Crazy Wisdom Trailer from Kate Trumbull on Vimeo.

Chogyam Trungpa Rimpoche was a lot of things. When he was just 18 months old he was recognized as the reincarnation of a high Tibetan lama. He escaped Tibet’s Chinese rulers when he was 20 years old, fleeing through the icy mountains on foot with a group of 300, only 13 of whom made it across the border to India. He went to England and started the first Tibetan Buddhist center in the Western world. A short while later he came to America where he set up the Shambhala foundation. Then he proceeded to fuck dozens of his students before drinking himself to death at age 48.

Now someone’s made a movie about Trungpa, called Crazy Wisdom. It’s pretty good.

I never met Trungpa myself. But my first Zen teacher worked for him for a while as an instructor at Naropa Institute, the Buddhist university Trungpa founded in Boulder, Colorado. It was the first Buddhist university in the West. He used to tell me wild stories about Trungpa’s excesses. One time Trungpa threatened my teacher saying that demons would fly through his window at night and tear him to bits. One guy I talked to watched Trungpa down two 40 ouncers of beer during a public dharma talk. Then there’s the story I’ve heard from about half a dozen people about the time Trungpa forced a couple to participate in an orgy by ordering his uniformed guards to strip them naked against their will.

And yet for all his scandalous activities, Chogyam Trungpa is still revered 24 years after his death as one of the great Buddhist masters. Johanna Demetrakas’ new film Crazy Wisdom seeks to understand this contradictory figure. Was he merely a madman who conned thousands into thinking he was a guru? Or was his crazy wisdom really more wise than crazy after all?

I’ve never been quite sure just what to make of Trungpa. His book Cutting Through Spiritual Materialism is still one of my favorites on the subject of pursuing the dharma authentically. And yet he was a drunk and a sex fiend. Even his closest students admit that. He never hid any of this, though. And that’s what made him different. While poor old Richard Baker Roshi, head of the San Francsico Zen Center was getting flayed alive for having a brief affair with one student, Trungpa was out there screwing his followers like there was no tomorrow. And nobody seemed too fussed about it.

It turns out that perhaps sex isn’t the real problem. The real problem may be spiritual teachers who present themselves as one thing and then act completely contrary to that image. This is something Chogyam Trungpa never did.

Crazy Wisdom is a wonderfully entertaining film about this amazing contradictory man. Although the filmmakers are followers of Trungpa and naturally seek to present him in a positive light, they don’t gloss over his faults either. Trungpa never attempted to define himself according to the categories others created. Neither do the filmmakers attempt to do so.
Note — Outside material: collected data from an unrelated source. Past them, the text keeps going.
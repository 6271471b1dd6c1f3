/// Generates one test function per .ini file in fixtures/.
/// Each test reads its fixture and checks the `; expect:` header.
fn main() {
    let out_dir = std::env::var("OUT_DIR").unwrap();
    let dest = std::path::Path::new(&out_dir).join("fixture_tests.rs");

    let mut code = String::from(
        r#"mod fixtures {
    use super::fixture_test;
"#,
    );

    let mut entries: Vec<_> = std::fs::read_dir("fixtures")
        .unwrap()
        .filter_map(|e| e.ok())
        .collect();
    entries.sort_by_key(|e| e.path());

    for entry in entries {
        let path = entry.path();
        if path.extension().is_some_and(|e| e == "ini") {
            let name = path.file_stem().unwrap().to_str().unwrap();
            code.push_str(&format!(
                r#"
    #[test]
    fn {name}() {{
        fixture_test("{name}");
    }}
"#
            ));
        }
    }

    code.push_str("}\n");
    std::fs::write(&dest, code).unwrap();

    // Rerun if fixtures change
    println!("cargo::rerun-if-changed=fixtures");
}
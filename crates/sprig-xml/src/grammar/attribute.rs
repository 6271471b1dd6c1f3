//! Attribute values (`'b&x;'`) and attributes (`a = 'b'`).

use std::cell::Cell;

use sprig_syntax::{CharSet, Journal, Message, Rule};

use super::{Delivery, Node, journal_valid, major, minor, name, node_valid, reference};
use crate::action::{Quote, XmlAction};
use crate::chars::{equals, quote, skip_to_nul};
use crate::receivers::{AttributeReceiver, AttributeValueReceiver};

pub struct AttributeValueGrammar {
    rule: Rule<XmlAction>,
    valid: Cell<bool>,
}

impl AttributeValueGrammar {
    /// `reference` is the shared reference rule.
    pub fn new(reference: &Rule<XmlAction>) -> Self {
        let single = quoted(
            Quote::Single,
            reference,
            major("Attribute value has starting single-quote but no content."),
            minor("Attribute value has no ending single-quote."),
        );
        let double = quoted(
            Quote::Double,
            reference,
            minor("Attribute value has starting double-quote but no content."),
            minor("Attribute value has no ending double-quote."),
        );
        let skip = skip_to_nul()
            .action(XmlAction::Invalid)
            .pop_abandoned()
            .send_now(major("Unable to parse attribute value - skipping rest of content."));

        Self {
            rule: Rule::choice([single, double, skip]),
            valid: Cell::new(false),
        }
    }

    pub fn rule(&self) -> &Rule<XmlAction> {
        &self.rule
    }

    pub fn is_valid(&self) -> bool {
        self.valid.get()
    }

    pub(crate) fn replay<R>(
        &self,
        journal: &Journal<'_, '_, XmlAction>,
        receiver: &mut R,
        out: &mut Delivery,
    ) -> bool
    where
        R: AttributeValueReceiver + ?Sized,
    {
        for node in journal.nodes() {
            deliver_value(&node, receiver, out);
        }
        let valid = journal_valid(journal);
        self.valid.set(valid);
        valid
    }
}

fn quoted(q: Quote, reference: &Rule<XmlAction>, opened: Message, unclosed: Message) -> Rule<XmlAction> {
    let start = quote(q).push(opened);
    let text = Rule::none_of(CharSet::from_bytes(&[b'%', b'&', q.byte()]))
        .repeat1()
        .action(XmlAction::Value);
    let content = reference.clone().or(text).repeat().prepare(unclosed);
    Rule::seq([start, content, quote(q)])
        .cancel()
        .action(XmlAction::AttributeValue(q))
}

/// Replay an attribute value node: its text and references in order, then
/// the closing call. Returns whether `node` was an attribute value.
pub(crate) fn deliver_value<R>(node: &Node<'_, '_>, receiver: &mut R, out: &mut Delivery) -> bool
where
    R: AttributeValueReceiver + ?Sized,
{
    let XmlAction::AttributeValue(q) = *node.action() else {
        return false;
    };
    for child in node.children() {
        if matches!(child.action(), XmlAction::Value) {
            out.call("add_value", || receiver.add_value(child.span()));
        } else {
            reference::deliver(&child, receiver, out);
        }
    }
    let valid = node_valid(node);
    out.call("done_attribute_value", || {
        receiver.done_attribute_value(valid, q.is_single(), node.span())
    });
    true
}

pub struct AttributeGrammar {
    rule: Rule<XmlAction>,
    valid: Cell<bool>,
}

impl AttributeGrammar {
    /// `name` is the shared name token, `value` the attribute value rule.
    pub fn new(name: &Rule<XmlAction>, value: &Rule<XmlAction>) -> Self {
        let attribute = Rule::seq([
            name.clone().push(minor("Found name but no equal sign for attribute.")),
            equals().prepare(minor("Found equal sign but not value in attribute.")),
            value.clone(),
        ])
        .cancel()
        .action(XmlAction::Attribute);
        let skip = skip_to_nul()
            .action(XmlAction::Invalid)
            .pop_abandoned()
            .send_now(major("Unable to parse attribute - skipping rest of content."));

        Self {
            rule: attribute.or(skip),
            valid: Cell::new(false),
        }
    }

    pub fn rule(&self) -> &Rule<XmlAction> {
        &self.rule
    }

    pub fn is_valid(&self) -> bool {
        self.valid.get()
    }

    pub(crate) fn replay<R>(
        &self,
        journal: &Journal<'_, '_, XmlAction>,
        receiver: &mut R,
        out: &mut Delivery,
    ) -> bool
    where
        R: AttributeReceiver + ?Sized,
    {
        for node in journal.nodes() {
            if !matches!(node.action(), XmlAction::Attribute) {
                continue;
            }
            for child in node.children() {
                if !name::deliver(&child, receiver, out) {
                    deliver_value(&child, receiver, out);
                }
            }
            let valid = node_valid(&node);
            out.call("done_attribute", || receiver.done_attribute(valid, node.span()));
        }
        let valid = journal_valid(journal);
        self.valid.set(valid);
        valid
    }
}
//! # sprig-config
//!
//! A grammar for INI-style config files whose delimiters are chosen by a
//! [`Policy`]: comment markers, section brackets and the assignment operator
//! are all configurable, as are trimming, name restrictions and quoted
//! values.
//!
//! ## Architecture Overview
//!
//! ```text
//! Policy ──validate──▶ ConfigGrammar::new ──▶ rule
//!
//! ConfigParser::parse_file(path)
//!   │  read_config_file: NUL → ' ', append '\n'
//!   ▼
//! ConfigParser::parse(bytes)
//!   │
//!   ├─▶ Driver::parse(rule)          sprig-syntax, error budget from the policy
//!   │       diagnostics ──▶ MessageSink
//!   │
//!   └─▶ ConfigGrammar::replay(journal)
//!           SectionName ──▶ add_section
//!           KeyValue    ──▶ add_global_key / add_section_key
//!           end         ──▶ parsed_config_file(valid)
//! ```
//!
//! A malformed line is reported and skipped; parsing resumes on the next
//! line until the error budget runs out.
//!
//! ## Example
//!
//! ```
//! use sprig_config::{ConfigParser, ConfigReceiver, Policy};
//! use sprig_syntax::{Level, MessageSink, ParseResult, Span};
//!
//! struct Quiet;
//! impl MessageSink for Quiet {
//!     fn give_message(&mut self, _: Level, _: &str) -> bool {
//!         true
//!     }
//! }
//!
//! #[derive(Default)]
//! struct Keys(Vec<String>);
//! impl ConfigReceiver for Keys {
//!     fn add_global_key(&mut self, key: Span<'_>, _: Option<Span<'_>>) -> bool {
//!         self.0.push(key.to_string());
//!         true
//!     }
//!     fn add_section(&mut self, _: Span<'_>) -> bool {
//!         true
//!     }
//!     fn add_section_key(&mut self, key: Span<'_>, _: Option<Span<'_>>) -> bool {
//!         self.0.push(key.to_string());
//!         true
//!     }
//!     fn parsed_config_file(&mut self, _: bool) {}
//! }
//!
//! let parser = ConfigParser::new(Policy { trim: true, ..Policy::default() }).unwrap();
//! let mut keys = Keys::default();
//! let result = parser.parse(b"name = demo\n[server]\nport = 80\n", &mut keys, &mut Quiet);
//!
//! assert_eq!(result, ParseResult::AllValid);
//! assert_eq!(keys.0, ["name", "port"]);
//! ```

pub mod file;
pub mod grammar;
pub mod policy;
pub mod receiver;

pub use file::{FileError, expand_file_patterns, read_config_file};
pub use grammar::{ConfigAction, ConfigGrammar};
pub use policy::{Policy, PolicyError};
pub use receiver::ConfigReceiver;

use std::path::Path;

use sprig_syntax::{Delivery, Driver, MessageSink, ParseResult};


/// Restated as the last message when the error budget runs out.
pub const ABORT_RESTATEMENT: &str = "Unable to continue parsing config contents.";

/// Parses config files under one policy.
///
/// Not reentrant: a receiver or sink that starts another parse on the same
/// parser gets [`ParseResult::ParsingNow`].
pub struct ConfigParser {
    policy: Policy,
    grammar: ConfigGrammar,
    driver: Driver,
}

impl ConfigParser {
    pub fn new(policy: Policy) -> Result<Self, PolicyError> {
        policy.validate()?;
        Ok(Self::build(policy))
    }

    fn build(policy: Policy) -> Self {
        let grammar = ConfigGrammar::new(&policy);
        let driver = Driver::new()
            .with_max_errors(policy.max_errors)
            .with_abort_restatement(ABORT_RESTATEMENT);
        Self {
            policy,
            grammar,
            driver,
        }
    }

    /// Rebuild the grammar for `policy`. The current policy is kept if the
    /// new one is rejected.
    pub fn set_policy(&mut self, policy: Policy) -> Result<(), PolicyError> {
        policy.validate()?;
        *self = Self::build(policy);
        Ok(())
    }

    pub fn policy(&self) -> &Policy {
        &self.policy
    }

    pub fn grammar(&self) -> &ConfigGrammar {
        &self.grammar
    }

    pub fn driver(&self) -> &Driver {
        &self.driver
    }

    /// Validity of the last parse that reached replay.
    pub fn is_valid(&self) -> bool {
        self.grammar.is_valid()
    }

    /// Parse `source[start..end]`.
    pub fn parse_range(
        &self,
        source: &[u8],
        start: usize,
        end: usize,
        receiver: &mut dyn ConfigReceiver,
        sink: &mut dyn MessageSink,
    ) -> ParseResult {
        let mut out = Delivery::default();
        self.driver
            .parse(source, start, end, self.grammar.rule(), sink, |journal| {
                self.grammar.replay(journal, receiver, &mut out)
            })
    }

    pub fn parse(
        &self,
        input: &[u8],
        receiver: &mut dyn ConfigReceiver,
        sink: &mut dyn MessageSink,
    ) -> ParseResult {
        self.parse_range(input, 0, input.len(), receiver, sink)
    }

    /// Read and parse one file. File errors are reported as their
    /// [`FileError::result`] code.
    pub fn parse_file<P: AsRef<Path>>(
        &self,
        path: P,
        receiver: &mut dyn ConfigReceiver,
        sink: &mut dyn MessageSink,
    ) -> ParseResult {
        match read_config_file(path.as_ref()) {
            Ok(contents) => self.parse(&contents, receiver, sink),
            Err(err) => {
                log::warn!("{err}");
                err.result()
            }
        }
    }
}

impl Default for ConfigParser {
    fn default() -> Self {
        Self::build(Policy::default())
    }
}
//! # Journal Events
//!
//! While matching, the [`Matcher`](super::Matcher) does not call receivers.
//! It appends events to a journal instead, and throws the tail of the
//! journal away whenever an attempt fails. Only a journal belonging to a
//! committed root match is ever replayed.
//!
//! Events are written in pre-order. An action rule reserves a slot before
//! matching its inner rule, so the events of everything nested inside it
//! follow the slot:
//!
//! ```text
//! Action(AttributeValue)  nested: 3   ← 'b&x;'
//!   Action(Value)         nested: 0   ← b
//!   Action(Reference)     nested: 1   ← &x;
//!     Action(Name)        nested: 0   ← x
//! ```
//!
//! A slot whose inner rule failed is truncated together with everything
//! after it, so a committed journal never contains a
//! [`Placeholder`](Event::Placeholder).

/// A journal entry.
#[derive(Debug, Clone, PartialEq, Eq)]
pub enum Event<A> {
    /// Reserved for an action whose inner rule is still matching.
    Placeholder,

    /// An action whose inner rule matched `start..end`.
    ///
    /// `nested` counts the events recorded while the inner rule matched.
    /// They immediately follow this one.
    Action {
        action: A,
        start: usize,
        end: usize,
        nested: usize,
    },
}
It’s left to the viewer to decide if Trungpa was insane or saintly.

Documentaries about spiritual masters aren’t usually my thing. They tend to be dry, boring and exceedingly reverent. But Crazy Wisdom isn’t your run of the mill fluff piece put together by people who want to show you why their guru is better than yours. It’s a serious film, but it has some truly laugh out loud moments. The cast is a who’s who of luminaries associated with Eastern spirituality in the West including Allan Ginsberg, Ram Dass, Stephen Batchelor, and Trungpa’s student Pema Chodron.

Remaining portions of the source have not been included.